*TASK TO CARRY OUT:*
Write out every record in full, exactly as written, please.

*INFORMATION:*
● ● ●

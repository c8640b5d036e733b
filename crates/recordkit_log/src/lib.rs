//! `recordkit_log` v1:
//! Process-wide `tracing` subscriber setup shared by the recordkit binaries.

use tracing_subscriber::EnvFilter;

/// Crate prefix the default filter directives apply to.
pub const C_LOG_TARGET_PREFIX: &str = "recordkit";

/// Default filter directive for the given verbosity.
pub fn derive_filter_directive(if_verbose: bool) -> String {
    let c_level = if if_verbose { "debug" } else { "info" };
    format!("{C_LOG_TARGET_PREFIX}={c_level}")
}

/// Filter from `RUST_LOG` when set and valid, the verbosity default otherwise.
pub fn derive_env_filter(if_verbose: bool) -> Result<EnvFilter, String> {
    match EnvFilter::try_from_default_env() {
        Ok(filter) => Ok(filter),
        Err(_) => EnvFilter::try_new(derive_filter_directive(if_verbose))
            .map_err(|err| format!("Invalid log filter: {err}")),
    }
}

/// Install a formatting subscriber writing to stderr.
///
/// Fails when a global subscriber is already installed.
pub fn init_logging(if_verbose: bool) -> Result<(), String> {
    tracing_subscriber::fmt()
        .with_env_filter(derive_env_filter(if_verbose)?)
        .with_target(false)
        .with_writer(std::io::stderr)
        .try_init()
        .map_err(|err| format!("Failed to install log subscriber: {err}"))
}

● ● ●

*RESPONSE TO THE TASK:*
repository c8640b5d036e733b
filename crates/recordkit_log/src/lib.rs
//! `recordkit_log` v1:
//! Process-wide `tracing` subscriber setup shared by the recordkit binaries.

use tracing_subscriber::EnvFilter;

/// Crate prefix the default filter directives apply to.
pub const C_LOG_TARGET_PREFIX: &str = "recordkit";

/// Default filter directive for the given verbosity.
pub fn derive_filter_directive(if_verbose: bool) -> String {
    let c_level = if if_verbose { "debug" } else { "info" };
    format!("{C_LOG_TARGET_PREFIX}={c_level}")
}

/// Filter from `RUST_LOG` when set and valid, the verbosity default otherwise.
pub fn derive_env_filter(if_verbose: bool) -> Result<EnvFilter, String> {
    match EnvFilter::try_from_default_env() {
        Ok(filter) => Ok(filter),
        Err(_) => EnvFilter::try_new(derive_filter_directive(if_verbose))
            .map_err(|err| format!("Invalid log filter: {err}")),
    }
}

/// Install a formatting subscriber writing to stderr.
///
/// Fails when a global subscriber is already installed.
pub fn init_logging(if_verbose: bool) -> Result<(), String> {
    tracing_subscriber::fmt()
        .with_env_filter(derive_env_filter(if_verbose)?)
        .with_target(false)
        .with_writer(std::io::stderr)
        .try_init()
        .map_err(|err| format!("Failed to install log subscriber: {err}"))
}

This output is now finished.